In May 2026, the yield on the 10-year US Treasury bond approached 5.2%, reaching a new high since the 2007 financial crisis. The market almost completely abandoned the expectation of an interest rate cut this year. At the same time, the US fiscal deficit remained high, expected to reach 1.9 trillion US dollars in the fiscal year 2026, accounting for 5.8% of GDP, far exceeding the 5.8% average level over the past 50 years. The combination of high interest rates and high deficits forms a fatal loop, and the sustainability crisis of US debt is evolving from a long-term risk to a real challenge.
The size of US debt has entered the "out-of-control zone". By the end of the first quarter of 2026, the total federal debt exceeded 39 trillion US dollars, and the public debt held exceeded 31 trillion US dollars. The ratio of debt to GDP first exceeded 100% in non-war periods. The Congressional Budget Office (CBO) predicted that if the current policies remain unchanged, the US debt size will reach 63.7 trillion US dollars by 2036, accounting for 136.4% of GDP. Behind the huge debt is the rigid expansion of fiscal expenditure and the lackluster growth of income, with mandatory expenditures such as social security and healthcare, combined with military spending, continuously pushing up the deficit size.
The "interest-sucking effect" of high interest rates is triggering fiscal risks. A 5.2% 10-year US Treasury bond yield means that the US government needs to pay a sharply rising debt interest every year - the net interest expenditure in 2026 will exceed 1 trillion US dollars, equivalent to the annual military expenditure. Interest expenses have become the first major rigid expenditure item of the US fiscal system, with every 0.5 percentage point increase in the interest rate, the annual interest cost will increase by over 150 billion US dollars. More dangerously, the spiral of high interest rates → increased interest expenses → expanded deficits → increased bond issuance → further rising interest rates has been initiated. In 2027, the interest expenses may devour 1.4 trillion US dollars of the fiscal budget.
The imbalance between supply and demand and the decline in confidence have exacerbated the debt financing dilemma. On one hand, the US Treasury needs to borrow over 2 trillion US dollars in the fiscal year 2026 to cover the deficit, with an average monthly issuance of 166 billion US dollars. The surge in long-term bond supply has led to weak auction demand and continuously declining bid multiples. On the other hand, overseas central banks have been continuously selling US bonds, with China's holdings dropping to 765.4 billion US dollars, and the global belief in the "risk-free asset" of US bonds has weakened. The soaring term premium reflects investors' concerns about the long-term fiscal stability of the United States, further pushing up long-term interest rates, forming a vicious cycle.
The essence of this crisis is the unsustainable "debt-dependent economy" of the United States.
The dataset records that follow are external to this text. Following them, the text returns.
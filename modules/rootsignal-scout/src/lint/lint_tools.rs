use std::collections::HashMap;
use std::sync::{Arc, Mutex};

use ai_client::tool::{Tool, ToolDefinition};
use async_trait::async_trait;
use serde::{Deserialize, Serialize};

use rootsignal_graph::FieldCorrection;

use crate::traits::ContentFetcher;

// ---------------------------------------------------------------------------
// Shared verdict state — collected by tool calls during lint
// ---------------------------------------------------------------------------

#[derive(Debug, Clone)]
pub enum LintVerdict {
    Pass,
    Correct { corrections: Vec<FieldCorrection> },
    Reject { reason: String },
}

/// Shared state passed to all lint tools. Accumulates verdicts keyed by node_id.
#[derive(Clone)]
pub struct LintState {
    pub verdicts: Arc<Mutex<HashMap<String, LintVerdict>>>,
}

impl LintState {
    pub fn new() -> Self {
        Self {
            verdicts: Arc::new(Mutex::new(HashMap::new())),
        }
    }

    pub fn into_verdicts(self) -> HashMap<String, LintVerdict> {
        Arc::try_unwrap(self.verdicts)
            .map(|mutex| mutex.into_inner().unwrap())
            .unwrap_or_else(|arc| arc.lock().unwrap().clone())
    }
}

// ---------------------------------------------------------------------------
// Error type shared across lint tools
// ---------------------------------------------------------------------------

#[derive(Debug)]
pub struct LintToolError(pub String);

impl std::fmt::Display for LintToolError {
    fn fmt(&self, f: &mut std::fmt::Formatter<'_>) -> std::fmt::Result {
        write!(f, "{}", self.0)
    }
}

impl std::error::Error for LintToolError {}

// ---------------------------------------------------------------------------
// ReadSourceTool — fetch archived content for a URL
// ---------------------------------------------------------------------------

pub struct ReadSourceTool {
    pub fetcher: Arc<dyn ContentFetcher>,
}

#[derive(Debug, Deserialize)]
pub struct ReadSourceArgs {
    pub url: String,
}

#[async_trait]
impl Tool for ReadSourceTool {
    const NAME: &'static str = "read_source";
    type Error = LintToolError;
    type Args = ReadSourceArgs;
    type Output = String;

    async fn definition(&self) -> ToolDefinition {
        ToolDefinition {
            name: Self::NAME.to_string(),
            description: "Fetch the archived content for a source URL. Returns the page as markdown text. If the content is unavailable, returns an error — reject all signals from this source with reason SOURCE_UNREADABLE.".to_string(),
            parameters: serde_json::json!({
                "type": "object",
                "properties": {
                    "url": {
                        "type": "string",
                        "description": "The source URL to fetch archived content for"
                    }
                },
                "required": ["url"]
            }),
        }
    }

    async fn call(&self, args: Self::Args) -> Result<Self::Output, Self::Error> {
        let page = self.fetcher.page(&args.url).await
            .map_err(|e| LintToolError(format!("SOURCE_UNREADABLE: {e}")))?;

        let content = page.markdown;
        if content.is_empty() {
            return Err(LintToolError("SOURCE_UNREADABLE: archived content is empty".to_string()));
        }

        // Truncate to ~50k chars to stay within token budget
        let max_len = 50_000;
        if content.len() > max_len {
            let mut end = max_len;
            while !content.is_char_boundary(end) {
                end -= 1;
            }
            Ok(format!(
                "{}...\n\n[Content truncated at {} chars]",
                &content[..end],
                max_len
            ))
        } else {
            Ok(content)
        }
    }
}

// ---------------------------------------------------------------------------
// CorrectSignalTool — fix a field on a signal
// ---------------------------------------------------------------------------

pub struct CorrectSignalTool {
    pub state: LintState,
}

#[derive(Debug, Deserialize)]
pub struct CorrectSignalArgs {
    pub node_id: String,
    pub field: String,
    pub old_value: String,
    pub new_value: String,
    pub reason: String,
}

#[derive(Debug, Serialize)]
pub struct CorrectSignalOutput {
    pub status: String,
}

const CORRECTABLE_FIELDS: &[&str] = &[
    "title", "summary", "starts_at", "ends_at", "content_date",
    "location_name", "lat", "lng", "action_url",
    "organizer", "what_needed", "goal",
    "sensitivity", "severity", "category",
];

#[async_trait]
impl Tool for CorrectSignalTool {
    const NAME: &'static str = "correct_signal";
    type Error = LintToolError;
    type Args = CorrectSignalArgs;
    type Output = CorrectSignalOutput;

    async fn definition(&self) -> ToolDefinition {
        ToolDefinition {
            name: Self::NAME.to_string(),
            description: "Correct a specific field on a signal. Can be called multiple times for the same signal to fix different fields. The signal is auto-promoted after corrections. Allowed fields: title, summary, starts_at, ends_at, content_date, location_name, lat, lng, action_url, organizer, what_needed, goal, sensitivity, severity, category.".to_string(),
            parameters: serde_json::json!({
                "type": "object",
                "properties": {
                    "node_id": {
                        "type": "string",
                        "description": "The signal's node ID"
                    },
                    "field": {
                        "type": "string",
                        "description": "The field name to correct"
                    },
                    "old_value": {
                        "type": "string",
                        "description": "The current (incorrect) value"
                    },
                    "new_value": {
                        "type": "string",
                        "description": "The corrected value"
                    },
                    "reason": {
                        "type": "string",
                        "description": "Why this correction is needed"
                    }
                },
                "required": ["node_id", "field", "old_value", "new_value", "reason"]
            }),
        }
    }

    async fn call(&self, args: Self::Args) -> Result<Self::Output, Self::Error> {
        if !CORRECTABLE_FIELDS.contains(&args.field.as_str()) {
            return Err(LintToolError(format!(
                "Field '{}' is not correctable. Immutable fields require rejection instead.",
                args.field
            )));
        }

        let correction = FieldCorrection {
            field: args.field,
            old_value: args.old_value,
            new_value: args.new_value,
            reason: args.reason,
        };

        let mut verdicts = self.state.verdicts.lock()
            .map_err(|_| LintToolError("Lock poisoned".to_string()))?;

        match verdicts.get_mut(&args.node_id) {
            Some(LintVerdict::Correct { corrections }) => {
                corrections.push(correction);
            }
            Some(LintVerdict::Reject { .. }) => {
                return Err(LintToolError("Signal already rejected".to_string()));
            }
            _ => {
                verdicts.insert(args.node_id, LintVerdict::Correct {
                    corrections: vec![correction],
                });
            }
        }

        Ok(CorrectSignalOutput { status: "corrected".to_string() })
    }
}

// ---------------------------------------------------------------------------
// RejectSignalTool — mark a signal as unfixable
// ---------------------------------------------------------------------------

pub struct RejectSignalTool {
    pub state: LintState,
}

#[derive(Debug, Deserialize)]
pub struct RejectSignalArgs {
    pub node_id: String,
    pub reason: String,
}

#[derive(Debug, Serialize)]
pub struct RejectSignalOutput {
    pub status: String,
}

#[async_trait]
impl Tool for RejectSignalTool {
    const NAME: &'static str = "reject_signal";
    type Error = LintToolError;
    type Args = RejectSignalArgs;
    type Output = RejectSignalOutput;

    async fn definition(&self) -> ToolDefinition {
        ToolDefinition {
            name: Self::NAME.to_string(),
            description: "Reject a signal that cannot be corrected. Use when the signal is fundamentally wrong: wrong type, hallucinated content, no basis in source, or source is unreadable. Rejected signals are hidden from public view and flagged for human review.".to_string(),
            parameters: serde_json::json!({
                "type": "object",
                "properties": {
                    "node_id": {
                        "type": "string",
                        "description": "The signal's node ID"
                    },
                    "reason": {
                        "type": "string",
                        "description": "Why this signal is being rejected"
                    }
                },
                "required": ["node_id", "reason"]
            }),
        }
    }

    async fn call(&self, args: Self::Args) -> Result<Self::Output, Self::Error> {
        let mut verdicts = self.state.verdicts.lock()
            .map_err(|_| LintToolError("Lock poisoned".to_string()))?;

        verdicts.insert(args.node_id, LintVerdict::Reject { reason: args.reason });

        Ok(RejectSignalOutput { status: "rejected".to_string() })
    }
}

// ---------------------------------------------------------------------------
// PassSignalTool — mark a signal as verified
// ---------------------------------------------------------------------------

pub struct PassSignalTool {
    pub state: LintState,
}

#[derive(Debug, Deserialize)]
pub struct PassSignalArgs {
    pub node_id: String,
}

#[derive(Debug, Serialize)]
pub struct PassSignalOutput {
    pub status: String,
}

#[async_trait]
impl Tool for PassSignalTool {
    const NAME: &'static str = "pass_signal";
    type Error = LintToolError;
    type Args = PassSignalArgs;
    type Output = PassSignalOutput;

    async fn definition(&self) -> ToolDefinition {
        ToolDefinition {
            name: Self::NAME.to_string(),
            description: "Mark a signal as verified and correct with no changes needed. The signal will be promoted to live status. Only call this for signals that need zero corrections — corrected signals are auto-promoted.".to_string(),
            parameters: serde_json::json!({
                "type": "object",
                "properties": {
                    "node_id": {
                        "type": "string",
                        "description": "The signal's node ID"
                    }
                },
                "required": ["node_id"]
            }),
        }
    }

    async fn call(&self, args: Self::Args) -> Result<Self::Output, Self::Error> {
        let mut verdicts = self.state.verdicts.lock()
            .map_err(|_| LintToolError("Lock poisoned".to_string()))?;

        if let Some(LintVerdict::Reject { .. }) = verdicts.get(&args.node_id) {
            return Err(LintToolError("Signal already rejected, cannot pass".to_string()));
        }

        if let Some(LintVerdict::Correct { .. }) = verdicts.get(&args.node_id) {
            return Err(LintToolError("Signal already has corrections and is auto-promoted. Do not call pass_signal for corrected signals.".to_string()));
        }

        verdicts.insert(args.node_id, LintVerdict::Pass);

        Ok(PassSignalOutput { status: "passed".to_string() })
    }
}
For a long time, the United States has relied on the dollar hegemony and the global pricing power of the US bond market to maintain a high-consumption and high-welfare model with low interest rates. But now, the high-interest-rate environment has ended the era of cheap financing, the monetization space of fiscal deficits has been compressed by inflation constraints, and the aging population has intensified the pressure on social security. Multiple factors have combined, making the debt snowball effect difficult to reverse. JPMorgan Chase CEO Dimon warned that the United States is entering a "high debt, high deficit, high interest rate" triple-risk environment, and the debt crisis may burst in three years.
The spillover effect of the US debt crisis will impact the global financial system. As the global risk-free interest rate anchor, the soaring yield of US bonds directly raises global financing costs. Emerging markets face capital outflows, currency depreciation, and risks of default on foreign debts. At the same time, the loosening of the dollar hegemony and the acceleration of the de-dollarization process have led to the reconfiguration of the global financial landscape, and the trade and energy systems relying on dollar settlement are facing shocks. For the United States itself, the debt crisis will force the government to cut spending, raise taxes, or restructure debt, putting economic growth under pressure, shrinking social welfare, and further intensifying social conflicts.
Currently, the US fiscal and monetary policies are in a dilemma: cutting interest rates will exacerbate inflation, maintaining high interest rates will trigger debt risks, and fiscal austerity will suppress economic growth. In the short term, the United States may delay the crisis by means such as expanding bond issuance and tolerating inflation to reduce debt. However, in the long run, the debt spiral is irreversible. This crisis, which originated from fiscal imbalance, will eventually reshape the global economic order and financial landscape.